VI Edición

Curso 2009 - 2010

Alejandro Quintana

Profesores con mucho
que aprender

Aloma Riera, 15 años

                 La Vall (Barcelona)  

Hay dos clases de profesores: los profesores con vocación y que tienen como objetivo principal que sus alumnos aprendan, y aquellos que simplemente están dando clase por casualidades de la vida, quizás porque no han encontrado otro trabajo.

Mi nueva profesora de música pertenece al segundo grupo. Es una persona difícil de describir. Cada martes entra en clase con un andar inseguro, la mirada perdida y el ceño fruncido. Probablemente piensa: “¡Oh, no... Otra vez clase!” o "¿Qué hago hoy para que se callen estos monos que tengo por alumnos? ¿Les pongo una película?... ¿Tal vez un examen?... No sé, no sé". Tal vez ni siquiera piensa.
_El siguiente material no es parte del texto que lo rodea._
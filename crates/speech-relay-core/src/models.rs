//! Wire types exchanged with the vendor's audio endpoints.
//!
//! Only `text` is guaranteed in a transcription response; the remaining
//! fields appear when the vendor returns its verbose format, so they all
//! default when missing.

use serde::{Deserialize, Serialize};

/// Response body of `POST /audio/transcriptions`.
#[derive(Debug, Clone, Default, Deserialize, Serialize, PartialEq)]
pub struct TranscribeResponse {
    #[serde(default)]
    pub task: Option<String>,
    #[serde(default)]
    pub language: Option<String>,
    /// Audio duration in seconds.
    #[serde(default)]
    pub duration: Option<f64>,
    #[serde(default)]
    pub segments: Vec<Segment>,
    pub text: String,
}

/// One timed segment of a verbose transcription.
#[derive(Debug, Clone, Default, Deserialize, Serialize, PartialEq)]
#[serde(default)]
pub struct Segment {
    pub id: i64,
    pub seek: i64,
    pub start: f64,
    pub end: f64,
    pub text: String,
    pub tokens: Vec<i64>,
    pub temperature: f64,
    pub avg_logprob: f64,
    pub compression_ratio: f64,
    pub no_speech_prob: f64,
}

/// JSON body of `POST /audio/speech`.
#[derive(Debug, Clone, Serialize, PartialEq)]
pub struct SpeechRequest<'a> {
    pub model: &'a str,
    pub input: &'a str,
    pub voice: &'a str,
    pub response_format: &'a str,
}

/// Audio synthesized for one chunk of input text.
#[derive(Debug, Clone, PartialEq)]
pub struct SpeechPart {
    /// Zero-based position of the chunk in the input.
    pub index: usize,
    /// Raw audio as returned by the vendor.
    pub audio: Vec<u8>,
    /// Container format, e.g. `mp3`; doubles as the file extension.
    pub format: String,
}

impl SpeechPart {
    /// File name used when the part is written to disk.
    pub fn file_name(&self) -> String {
        format!("output_audio_part_{}.{}", self.index, self.format)
    }
}

#[cfg(test)]
mod tests {
    use super::*;

    #[test]
    fn test_plain_transcription_response() {
        let resp: TranscribeResponse =
            serde_json::from_str(r#"{"text": "sample transcribed text"}"#).unwrap();
        assert_eq!(resp.text, "sample transcribed text");
        assert!(resp.segments.is_empty());
        assert!(resp.language.is_none());
    }

    #[test]
    fn test_verbose_transcription_response() {
        let json = r#"{
            "task": "transcribe",
            "language": "english",
            "duration": 2.5,
            "text": "Hello there.",
            "segments": [
                {"id": 0, "seek": 0, "start": 0.0, "end": 2.5, "text": "Hello there.",
                 "tokens": [50364, 2425], "temperature": 0.0, "avg_logprob": -0.2,
                 "compression_ratio": 0.8, "no_speech_prob": 0.01}
            ]
        }"#;
        let resp: TranscribeResponse = serde_json::from_str(json).unwrap();
        assert_eq!(resp.task.as_deref(), Some("transcribe"));
        assert_eq!(resp.duration, Some(2.5));
        assert_eq!(resp.segments.len(), 1);
        assert_eq!(resp.segments[0].tokens, vec![50364, 2425]);
        assert_eq!(resp.segments[0].end, 2.5);
    }

    #[test]
    fn test_speech_request_shape() {
        let req = SpeechRequest {
            model: "tts-1-hd",
            input: "hi",
            voice: "nova",
            response_format: "mp3",
        };
        let value = serde_json::to_value(&req).unwrap();
        assert_eq!(
            value,
            serde_json::json!({
                "model": "tts-1-hd",
                "input": "hi",
                "voice": "nova",
                "response_format": "mp3"
            })
        );
    }

    #[test]
    fn test_part_file_name() {
        let part = SpeechPart {
            index: 3,
            audio: vec![],
            format: "opus".to_string(),
        };
        assert_eq!(part.file_name(), "output_audio_part_3.opus");
    }
}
Cuando ha cruzado la frontera que separa el pasillo (lugar seguro) del aula (peligro de muerte) ya no hay vuelta atrás: una escapada por la retaguardia sería como declararse públicamente víctima de un ataque de nervios. Así que sigue adelante hasta alcanzar la mesa del profesor, en donde deja los libros pero no los nervios.

Después le queda el reto de conseguir que los alumnos se callen y se sienten. Esto le lleva un cuarto de hora. Inmediatamente, le toca dar materia. A ver..., abramos el libro y miremos qué tenemos. Mientras la profesora entra en su mundo, el alumnado se ha vuelto a revolucionar. Chicos jugando a las cartas, chicas gritando e incluso bebiendo (calma, sólo es agua...).

La profesora de música, en un intento de conseguir orden, abre la boca y la vuelve a cerrar sin emitir sonido. Después de una serie de intentos, consigue hacer callar a una chica que charlaba con la del lado. ¡Una menos!. Después se lanza contra la timba de cartas. Se siente un poco más segura e incluso parece que sonríe. Se acerca sigilosamente a su objetivo y... los alumnos continúan encelados en su casino.

La profesora, profundamente afligida porque nadie le hace caso, se transmuta en un perro rabioso. De malas maneras les dice a los alumnos que guarden los naipes y vuelve a su refugio, tras la mesa. Allí se siente más segura y contempla el escenario que tiene enfrente: una clase convertida en zoológico, donde no falta ni el mono que salta por la ventana en busca de aire fresco.

A estas alturas, dar clase es imposible. Mejor pasar al plan B: consigue que su voz resuene por encima del jaleo: "Chicos, haced lo que queráis. Sólo quiero que estéis callados, ¿de acuerdo?”